SKY was disillusioned by his defeat in the 1995 parliamentary election to money politics and cynicism among part of the electorate. Shortly afterwards, he uprooted himself and moved to the Klang Valley.

He returned to his beloved Sarawak only to campaign for an alternative government in successive elections up to 2011.

SKY taught adult classes in philosophy at the New Era College in Kajang (now a college university). He relished Socratic debates with his perceptive students. He was, his students say, a dazzling and witty teacher.

Even in private, with a skinful of langkau, he discussed ideas rather than people or things.

He wrote well-researched, erudite newspaper columns – painting pictures and posing questions, rather than hammering away at political certainties and preaching to the converted – for decades.

He contributed to, among others, Malaysiakini, the Nut Graph, the Merdeka Review, the Malaysian Mirror, the Sarawak Tribune, Sin Chew Daily, the International Times, Nanyang Siang Pau, The Borneo Post, and his home-grown blog, Hornbill Unleashed.

 

One for the road

 

SKY had suffered from diabetes for decades. A stroke in 2010 rendered him unable to read. Letters appeared to be in a foreign script, as incomprehensible to him as Cyrillic or Thai.

This was an irony worthy of the Book of Job: SKY, one of the most literate Malaysians ever, tormented by the tedium of watching CNN and BBC television news.

SKY died in his sleep on November 27, aged 66, apparently of a heart attack.

On several occasions, he remarked that when he was gone, his friends would do well to raise a glass to him in celebration, rather than in sober mourning – the proverbial “one for the road.” He always liked a good conversation over a glass of Glenfiddich.

He was incomparably generous and humorous company, even though he had been familiar with suffering all his life.
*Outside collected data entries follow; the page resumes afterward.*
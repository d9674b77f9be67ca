use crate::model::card::CardInfo;
use crate::model::command::GameCommand;
use crate::model::ids::ClientId;
use serde::{Deserialize, Serialize};

#[derive(Debug, Clone, Copy, PartialEq, Eq, Serialize, Deserialize)]
#[serde(rename_all = "lowercase")]
pub enum SdpKind {
    Offer,
    Answer,
}

/// An opaque negotiated capability descriptor, exchanged once each way per
/// connection attempt. A side that already holds a remote description
/// ignores further offers/answers.
#[derive(Debug, Clone, PartialEq, Serialize, Deserialize)]
pub struct SessionDescription {
    #[serde(rename = "type")]
    pub kind: SdpKind,
    pub sdp: String,
}

/// Browser-shaped ICE candidate hint, unordered relative to descriptions.
#[derive(Debug, Clone, PartialEq, Serialize, Deserialize)]
pub struct IceCandidateInit {
    pub candidate: String,
    #[serde(rename = "sdpMid", skip_serializing_if = "Option::is_none")]
    pub sdp_mid: Option<String>,
    #[serde(rename = "sdpMLineIndex", skip_serializing_if = "Option::is_none")]
    pub sdp_mline_index: Option<u16>,
    #[serde(rename = "usernameFragment", skip_serializing_if = "Option::is_none")]
    pub username_fragment: Option<String>,
}

/// Every named broadcast event on a room topic: the negotiation events plus
/// one event per game command tag (the relay fallback path of the command
/// bus). The relay itself never interprets these; both ends agree on this
/// shape.
#[derive(Debug, Clone, PartialEq, Serialize, Deserialize)]
#[serde(tag = "event", content = "payload", rename_all = "kebab-case")]
pub enum SignalEvent {
    #[serde(rename_all = "camelCase")]
    Ready { client_id: ClientId, username: String },
    Offer {
        offer: SessionDescription,
        username: String,
    },
    Answer {
        answer: SessionDescription,
        username: String,
    },
    IceCandidate(IceCandidateInit),
    PhaseUpdate(String),
    LpUpdate(i32),
    PassTurn { timestamp: u64 },
    CardDeclared(CardInfo),
}

impl SignalEvent {
    /// Split off the game-command events the dual-transport bus consumes.
    /// Negotiation events come back unchanged in `Err`.
    pub fn into_game_command(self) -> Result<GameCommand, SignalEvent> {
        match self {
            SignalEvent::PhaseUpdate(phase) => Ok(GameCommand::PhaseUpdate(phase)),
            SignalEvent::LpUpdate(total) => Ok(GameCommand::LpUpdate(total)),
            SignalEvent::PassTurn { timestamp } => Ok(GameCommand::PassTurn { timestamp }),
            SignalEvent::CardDeclared(card) => Ok(GameCommand::CardDeclared(card)),
            other => Err(other),
        }
    }
}

impl From<GameCommand> for SignalEvent {
    fn from(cmd: GameCommand) -> Self {
        match cmd {
            GameCommand::PhaseUpdate(phase) => SignalEvent::PhaseUpdate(phase),
            GameCommand::LpUpdate(total) => SignalEvent::LpUpdate(total),
            GameCommand::PassTurn { timestamp } => SignalEvent::PassTurn { timestamp },
            GameCommand::CardDeclared(card) => SignalEvent::CardDeclared(card),
        }
    }
}

#[cfg(test)]
mod tests {
    use super::*;

    #[test]
    fn ready_event_uses_camel_case_payload() {
        let evt = SignalEvent::Ready {
            client_id: ClientId::from("a1"),
            username: "Duelist".into(),
        };
        let json = serde_json::to_value(&evt).unwrap();
        assert_eq!(json["event"], "ready");
        assert_eq!(json["payload"]["clientId"], "a1");
        assert_eq!(json["payload"]["username"], "Duelist");
    }

    #[test]
    fn ice_candidate_event_keeps_browser_field_names() {
        let evt = SignalEvent::IceCandidate(IceCandidateInit {
            candidate: "candidate:1 1 udp 2122260223 192.0.2.1 54400 typ host".into(),
            sdp_mid: Some("0".into()),
            sdp_mline_index: Some(0),
            username_fragment: None,
        });
        let json = serde_json::to_value(&evt).unwrap();
        assert_eq!(json["event"], "ice-candidate");
        assert_eq!(json["payload"]["sdpMid"], "0");
        assert_eq!(json["payload"]["sdpMLineIndex"], 0);
    }

    #[test]
    fn game_commands_map_onto_their_own_event_names() {
        let cmd = GameCommand::LpUpdate(7000);
        let evt = SignalEvent::from(cmd.clone());
        let json = serde_json::to_value(&evt).unwrap();
        assert_eq!(json["event"], cmd.event_name());
        assert_eq!(evt.into_game_command().unwrap(), cmd);
    }

    #[test]
    fn negotiation_events_are_not_game_commands() {
        let evt = SignalEvent::Ready {
            client_id: ClientId::generate(),
            username: "x".into(),
        };
        assert!(evt.into_game_command().is_err());
    }
}
use crate::bus::CommandBus;
use crate::game::state::{GameState, PhaseOutcome, RemoteOutcome};
use crate::game::GameSnapshot;
use duelink_core::{CardInfo, GameCommand, GameType, TurnOwner};
use std::time::Duration;
use tokio::sync::{mpsc, watch};
use tokio::time::{interval, sleep};
use tracing::{debug, info};

const ACTION_CAPACITY: usize = 32;

/// Local user intents, fed in by the embedding UI.
#[derive(Debug, Clone, PartialEq)]
pub enum Action {
    AdvancePhase,
    PassTurn,
    SetLife(i32),
    AdjustLife(i32),
    DeclareCard(CardInfo),
}

#[derive(Debug, Clone)]
pub struct GameStoreConfig {
    /// Presentation delay before the logical turn flip.
    pub pre_flip_delay: Duration,
    /// Presentation delay after the flip, before the switch guard clears.
    pub post_flip_delay: Duration,
    /// Delay before rebroadcasting the canonical opening phase after an
    /// accepted pass-turn.
    pub opening_rebroadcast_delay: Duration,
    /// Per-turn countdown in seconds, from the room settings.
    pub turn_time_limit: Option<u32>,
}

impl Default for GameStoreConfig {
    fn default() -> Self {
        Self {
            pre_flip_delay: Duration::from_millis(600),
            post_flip_delay: Duration::from_millis(600),
            opening_rebroadcast_delay: Duration::from_millis(300),
            turn_time_limit: None,
        }
    }
}

impl GameStoreConfig {
    /// Zero presentation delays. What the tests run with.
    pub fn instant() -> Self {
        Self {
            pre_flip_delay: Duration::ZERO,
            post_flip_delay: Duration::ZERO,
            opening_rebroadcast_delay: Duration::ZERO,
            turn_time_limit: None,
        }
    }
}

/// Internal timer messages; the two-stage switch and the opening-phase
/// rebroadcast are sleeps that post back into the same event loop.
enum Tick {
    Flip { rebroadcast: bool },
    ClearSwitching,
    RebroadcastOpening,
}

/// Owns the [`GameState`] and serializes every mutation — local actions,
/// inbound peer commands, and timer ticks — through one select loop, the
/// event-driven equivalent of the single UI thread the protocol assumes.
pub struct GameStore {
    state: GameState,
    bus: CommandBus,
    actions_rx: mpsc::Receiver<Action>,
    inbound_rx: mpsc::Receiver<GameCommand>,
    ticks_tx: mpsc::Sender<Tick>,
    ticks_rx: mpsc::Receiver<Tick>,
    watch_tx: watch::Sender<GameSnapshot>,
    config: GameStoreConfig,
}

impl GameStore {
    /// Spawn the store loop; returns the action handle and the snapshot
    /// watch.
    pub fn spawn(
        game_type: GameType,
        starting_turn: TurnOwner,
        bus: CommandBus,
        inbound_rx: mpsc::Receiver<GameCommand>,
        config: GameStoreConfig,
    ) -> (mpsc::Sender<Action>, watch::Receiver<GameSnapshot>) {
        let state = GameState::new(game_type, starting_turn, config.turn_time_limit);
        let (actions_tx, actions_rx) = mpsc::channel(ACTION_CAPACITY);
        let (ticks_tx, ticks_rx) = mpsc::channel(ACTION_CAPACITY);
        let (watch_tx, watch_rx) = watch::channel(state.snapshot());

        let store = Self {
            state,
            bus,
            actions_rx,
            inbound_rx,
            ticks_tx,
            ticks_rx,
            watch_tx,
            config,
        };
        tokio::spawn(store.run());

        (actions_tx, watch_rx)
    }

    async fn run(mut self) {
        let mut countdown = interval(Duration::from_secs(1));
        countdown.set_missed_tick_behavior(tokio::time::MissedTickBehavior::Skip);

        loop {
            tokio::select! {
                action = self.actions_rx.recv() => {
                    match action {
                        Some(action) => self.handle_action(action).await,
                        None => {
                            debug!("action handle dropped, store loop ending");
                            break;
                        }
                    }
                }
                cmd = self.inbound_rx.recv() => {
                    match cmd {
                        Some(cmd) => self.handle_remote(cmd).await,
                        None => break,
                    }
                }
                Some(tick) = self.ticks_rx.recv() => {
                    self.handle_tick(tick).await;
                }
                _ = countdown.tick() => {
                    if self.state.tick_second() {
                        info!("turn timer expired, passing turn");
                        self.publish();
                        self.handle_action(Action::PassTurn).await;
                    } else {
                        self.publish();
                    }
                }
            }
        }
    }

    async fn handle_action(&mut self, action: Action) {
        match action {
            Action::AdvancePhase => match self.state.advance_phase() {
                PhaseOutcome::Advanced(phase) => {
                    self.publish();
                    self.bus.send(GameCommand::PhaseUpdate(phase)).await;
                }
                PhaseOutcome::TurnPassed { timestamp } => {
                    self.publish();
                    self.bus.send(GameCommand::PassTurn { timestamp }).await;
                    self.schedule_flip(false);
                }
                PhaseOutcome::Ignored => {}
            },
            Action::PassTurn => {
                if let Some(timestamp) = self.state.pass_turn() {
                    self.publish();
                    self.bus.send(GameCommand::PassTurn { timestamp }).await;
                    self.schedule_flip(false);
                }
            }
            Action::SetLife(total) => {
                let total = self.state.set_life(total);
                self.publish();
                self.bus.send(GameCommand::LpUpdate(total)).await;
            }
            Action::AdjustLife(delta) => {
                let total = self.state.adjust_life(delta);
                self.publish();
                self.bus.send(GameCommand::LpUpdate(total)).await;
            }
            Action::DeclareCard(card) => {
                self.bus.send(GameCommand::CardDeclared(card)).await;
            }
        }
    }

    async fn handle_remote(&mut self, cmd: GameCommand) {
        match self.state.apply_remote(cmd) {
            RemoteOutcome::PhaseSet(_)
            | RemoteOutcome::LifeSet(_)
            | RemoteOutcome::CardSet(_) => self.publish(),
            RemoteOutcome::TurnPassed => {
                self.publish();
                // The rebroadcast after the flip re-asserts the canonical
                // opening phase, converging both sides even if the resets
                // raced.
                self.schedule_flip(true);
            }
            RemoteOutcome::Ignored => {}
        }
    }

    async fn handle_tick(&mut self, tick: Tick) {
        match tick {
            Tick::Flip { rebroadcast } => {
                self.state.complete_switch();
                self.publish();
                self.schedule(Tick::ClearSwitching, self.config.post_flip_delay);
                if rebroadcast {
                    self.schedule(
                        Tick::RebroadcastOpening,
                        self.config.opening_rebroadcast_delay,
                    );
                }
            }
            Tick::ClearSwitching => {
                self.state.finish_switch();
                self.publish();
            }
            Tick::RebroadcastOpening => {
                let opening = self.state.game_type().first_phase().to_string();
                self.bus.send(GameCommand::PhaseUpdate(opening)).await;
            }
        }
    }

    fn schedule_flip(&self, rebroadcast: bool) {
        self.schedule(Tick::Flip { rebroadcast }, self.config.pre_flip_delay);
    }

    fn schedule(&self, tick: Tick, delay: Duration) {
        let ticks = self.ticks_tx.clone();
        tokio::spawn(async move {
            sleep(delay).await;
            let _ = ticks.send(tick).await;
        });
    }

    fn publish(&self) {
        self.watch_tx.send_replace(self.state.snapshot());
    }
}
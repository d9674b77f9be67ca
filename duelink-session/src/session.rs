use crate::bus::CommandBus;
use crate::error::SessionError;
use crate::game::{Action, GameSnapshot, GameStore, GameStoreConfig};
use crate::media::LocalMedia;
use crate::peer::{PeerSession, PeerSessionConfig, SessionEvent};
use crate::signaling::RoomChannel;
use duelink_core::{ClientId, GameType, SignalEvent, TurnOwner};
use std::sync::Arc;
use tokio::sync::{mpsc, watch};

const SESSION_EVENT_CAPACITY: usize = 64;

/// Who this client is inside the room. The id is regenerated per process;
/// it exists only for the initiator tie-break.
#[derive(Debug, Clone)]
pub struct LocalIdentity {
    pub client_id: ClientId,
    pub username: String,
}

impl LocalIdentity {
    pub fn generate(username: impl Into<String>) -> Self {
        Self {
            client_id: ClientId::generate(),
            username: username.into(),
        }
    }
}

#[derive(Debug, Clone)]
pub struct GameSessionConfig {
    pub peer: PeerSessionConfig,
    pub store: GameStoreConfig,
    pub game_type: GameType,
    /// Who takes the first turn; the original app settles this with a dice
    /// roll before the game view opens.
    pub starting_turn: TurnOwner,
}

impl Default for GameSessionConfig {
    fn default() -> Self {
        Self {
            peer: PeerSessionConfig::default(),
            store: GameStoreConfig::default(),
            game_type: GameType::Yugioh,
            starting_turn: TurnOwner::Yours,
        }
    }
}

/// A fully wired client session: negotiator, dual-transport command bus and
/// game store, assembled over one joined room channel. Everything the
/// embedding UI touches is a channel endpoint; there is no shared mutable
/// context.
pub struct GameSession {
    /// Local user intents.
    pub actions: mpsc::Sender<Action>,
    /// Latest game snapshot after every mutation.
    pub state: watch::Receiver<GameSnapshot>,
    /// Connection lifecycle events.
    pub events: mpsc::Receiver<SessionEvent>,
    shutdown_tx: mpsc::Sender<()>,
}

impl GameSession {
    /// Join a game on an already subscribed room channel. `signal_rx` is the
    /// inbound event stream returned by the relay's join.
    pub async fn connect(
        identity: LocalIdentity,
        signaling: Arc<dyn RoomChannel>,
        signal_rx: mpsc::Receiver<SignalEvent>,
        media: LocalMedia,
        config: GameSessionConfig,
    ) -> Result<Self, SessionError> {
        let (bus, inbound_rx) = CommandBus::new(Arc::clone(&signaling));
        let (events_tx, events_rx) = mpsc::channel(SESSION_EVENT_CAPACITY);
        let (shutdown_tx, shutdown_rx) = mpsc::channel(1);

        let negotiator = PeerSession::new(
            identity.client_id,
            identity.username,
            signaling,
            signal_rx,
            &media,
            bus.clone(),
            events_tx,
            shutdown_rx,
            config.peer,
        )
        .await?;
        tokio::spawn(negotiator.run());

        let (actions, state) = GameStore::spawn(
            config.game_type,
            config.starting_turn,
            bus,
            inbound_rx,
            config.store,
        );

        Ok(Self {
            actions,
            state,
            events: events_rx,
            shutdown_tx,
        })
    }

    /// Tear the session down: closes the peer transport and leaves the room
    /// topic. In-flight sends are not cancelled, only ignored.
    pub async fn leave(&self) {
        let _ = self.shutdown_tx.send(()).await;
    }
}
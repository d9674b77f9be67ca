mod state;
mod store;

pub use state::GameSnapshot;
pub use store::{Action, GameStore, GameStoreConfig};

pub(crate) use state::{GameState, PhaseOutcome, RemoteOutcome};
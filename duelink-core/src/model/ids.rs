use serde::{Deserialize, Serialize};
use std::fmt;
use uuid::Uuid;

/// Opaque room identifier: names both the relay topic and the directory row.
#[derive(Debug, Serialize, Deserialize, Clone, Hash, Eq, PartialEq)]
pub struct RoomId(pub String);

impl RoomId {
    pub fn new() -> Self {
        Self(Uuid::new_v4().to_string())
    }
}

impl Default for RoomId {
    fn default() -> Self {
        Self::new()
    }
}

impl From<&str> for RoomId {
    fn from(s: &str) -> Self {
        Self(s.to_string())
    }
}

impl fmt::Display for RoomId {
    fn fmt(&self, f: &mut fmt::Formatter<'_>) -> fmt::Result {
        write!(f, "{}", self.0)
    }
}

/// Process-lifetime random token. Its only job is the initiator tie-break:
/// when two peers announce themselves, the lexicographically smaller id
/// becomes the offerer. Never persisted.
#[derive(Debug, Serialize, Deserialize, Clone, Hash, Eq, PartialEq, PartialOrd, Ord)]
pub struct ClientId(pub String);

impl ClientId {
    pub fn generate() -> Self {
        Self(Uuid::new_v4().simple().to_string())
    }

    /// True when this client must take the offerer role against `other`.
    pub fn wins_tiebreak(&self, other: &ClientId) -> bool {
        self.0 < other.0
    }
}

impl From<&str> for ClientId {
    fn from(s: &str) -> Self {
        Self(s.to_string())
    }
}

impl fmt::Display for ClientId {
    fn fmt(&self, f: &mut fmt::Formatter<'_>) -> fmt::Result {
        write!(f, "{}", self.0)
    }
}
//! Coordinator configuration. Plain data with a `Default` matching the
//! spec's stated defaults; no on-disk state directory (persistence format
//! is out of scope).

use std::time::Duration;

#[derive(Debug, Clone)]
pub struct CoordinatorConfig {
    /// Interval between reconciler ticks.
    pub check_interval: Duration,
    /// Timeout applied to individual worker RPCs.
    pub rpc_timeout: Duration,
    /// Process-wide cap on tasks in `{Pipelining, Executing}`.
    pub max_parallel_tasks: usize,
    /// Per-node admission queue capacity `P`.
    pub worker_parallel_tasks: usize,
    /// Interval between janitor sweeps.
    pub janitor_interval: Duration,
    /// Grace period added to `plan.timeout_seconds` before a terminal task
    /// is evicted by the janitor.
    pub task_retention: Duration,
}

impl Default for CoordinatorConfig {
    fn default() -> Self {
        Self {
            check_interval: Duration::from_secs(1),
            rpc_timeout: Duration::from_secs(10),
            max_parallel_tasks: 256,
            worker_parallel_tasks: 4,
            janitor_interval: Duration::from_secs(30 * 60),
            task_retention: Duration::from_secs(3600),
        }
    }
}
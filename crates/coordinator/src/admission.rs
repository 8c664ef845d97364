//! Per-node admission queues: a bounded counting semaphore per worker node,
//! created lazily on first use and never destroyed during process lifetime.
//!
//! Slot acquisition must not hold the task table lock, so this is its own
//! component with its own (short-lived) lock around semaphore creation.
//! Permits are tracked in a side table keyed by `PlanId` rather than stored
//! inside the `Task` record, since the task holding a permit shadow-clones
//! across lock boundaries while the permit itself must be released from a
//! different code path (the reconciler or completion handler).

use cc_core::{NodeId, PlanId};
use parking_lot::Mutex as PlMutex;
use parking_lot::RwLock;
use std::collections::HashMap;
use std::sync::Arc;
use tokio::sync::{OwnedSemaphorePermit, Semaphore};

struct Held {
    node_id: NodeId,
    _permit: OwnedSemaphorePermit,
}

pub struct AdmissionQueues {
    capacity: usize,
    semaphores: RwLock<HashMap<NodeId, Arc<Semaphore>>>,
    held: PlMutex<HashMap<PlanId, Held>>,
}

impl AdmissionQueues {
    pub fn new(capacity: usize) -> Self {
        Self {
            capacity,
            semaphores: RwLock::new(HashMap::new()),
            held: PlMutex::new(HashMap::new()),
        }
    }

    fn semaphore_for(&self, node_id: NodeId) -> Arc<Semaphore> {
        if let Some(sem) = self.semaphores.read().get(&node_id) {
            return sem.clone();
        }
        let mut write = self.semaphores.write();
        write
            .entry(node_id)
            .or_insert_with(|| Arc::new(Semaphore::new(self.capacity)))
            .clone()
    }

    /// Block until a slot on `node_id` is free, then hold it against
    /// `plan_id` until [`AdmissionQueues::release`] is called. Blocks
    /// outside any table lock.
    #[allow(clippy::expect_used)]
    pub async fn acquire(&self, node_id: NodeId, plan_id: PlanId) {
        let sem = self.semaphore_for(node_id);
        let permit = sem
            .acquire_owned()
            .await
            .expect("admission semaphore is never closed");
        self.held.lock().insert(plan_id, Held { node_id, _permit: permit });
    }

    /// Release the slot held for `plan_id`. No-op if no slot is held — each
    /// plan must be released from exactly one of the completion, failure or
    /// timeout-failure paths, but this method itself tolerates being called
    /// on a plan with no permit.
    pub fn release(&self, plan_id: PlanId) {
        self.held.lock().remove(&plan_id);
    }

    /// Number of slots currently held against `node_id`. Used by tests
    /// asserting invariant 3 (admission in-use count tracks active tasks).
    pub fn in_use(&self, node_id: NodeId) -> usize {
        self.held.lock().values().filter(|h| h.node_id == node_id).count()
    }

    pub fn capacity(&self) -> usize {
        self.capacity
    }
}

#[cfg(test)]
#[path = "admission_tests.rs"]
mod tests;
use crate::{ChannelRegistry, RegistryError};
use cc_core::{ChannelName, NodeId};
use parking_lot::Mutex;
use std::collections::{HashMap, HashSet};
use std::sync::Arc;

#[derive(Default)]
struct State {
    owners: HashMap<ChannelName, NodeId>,
    buffered: HashSet<ChannelName>,
}

/// In-memory channel ownership map. Tests drive ownership directly with
/// [`FakeChannelRegistry::set_owner`] and [`FakeChannelRegistry::evict`]
/// instead of going through a real watch-assignment protocol.
#[derive(Clone, Default)]
pub struct FakeChannelRegistry {
    state: Arc<Mutex<State>>,
}

impl FakeChannelRegistry {
    pub fn new() -> Self {
        Self::default()
    }

    pub fn set_owner(&self, channel: impl Into<ChannelName>, node_id: NodeId) {
        let channel = channel.into();
        let mut state = self.state.lock();
        state.buffered.remove(&channel);
        state.owners.insert(channel, node_id);
    }

    /// Mark a channel as buffered (no owner yet) rather than simply unwatched.
    pub fn buffer(&self, channel: impl Into<ChannelName>) {
        let channel = channel.into();
        let mut state = self.state.lock();
        state.owners.remove(&channel);
        state.buffered.insert(channel);
    }

    pub fn evict(&self, channel: &ChannelName) {
        let mut state = self.state.lock();
        state.owners.remove(channel);
        state.buffered.remove(channel);
    }
}

impl ChannelRegistry for FakeChannelRegistry {
    fn find_watcher(&self, channel: &ChannelName) -> Result<NodeId, RegistryError> {
        let state = self.state.lock();
        if let Some(node_id) = state.owners.get(channel) {
            return Ok(*node_id);
        }
        if state.buffered.contains(channel) {
            return Err(RegistryError::ChannelInBuffer);
        }
        Err(RegistryError::ChannelNotWatched)
    }

    fn matches(&self, node: NodeId, channel: &ChannelName) -> bool {
        self.state.lock().owners.get(channel) == Some(&node)
    }
}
Poverty had failed to make him poor in spirit.

He understood the absurdity of our comical, tragic, sometimes magical lives. He often cautioned his loved ones against despair.

Was SKY the limit for the politics of hope and inclusiveness in Malaysia? Or will others follow?

SKY, and those he inspired, have opened the minds of many. We live in hope and try never to give up.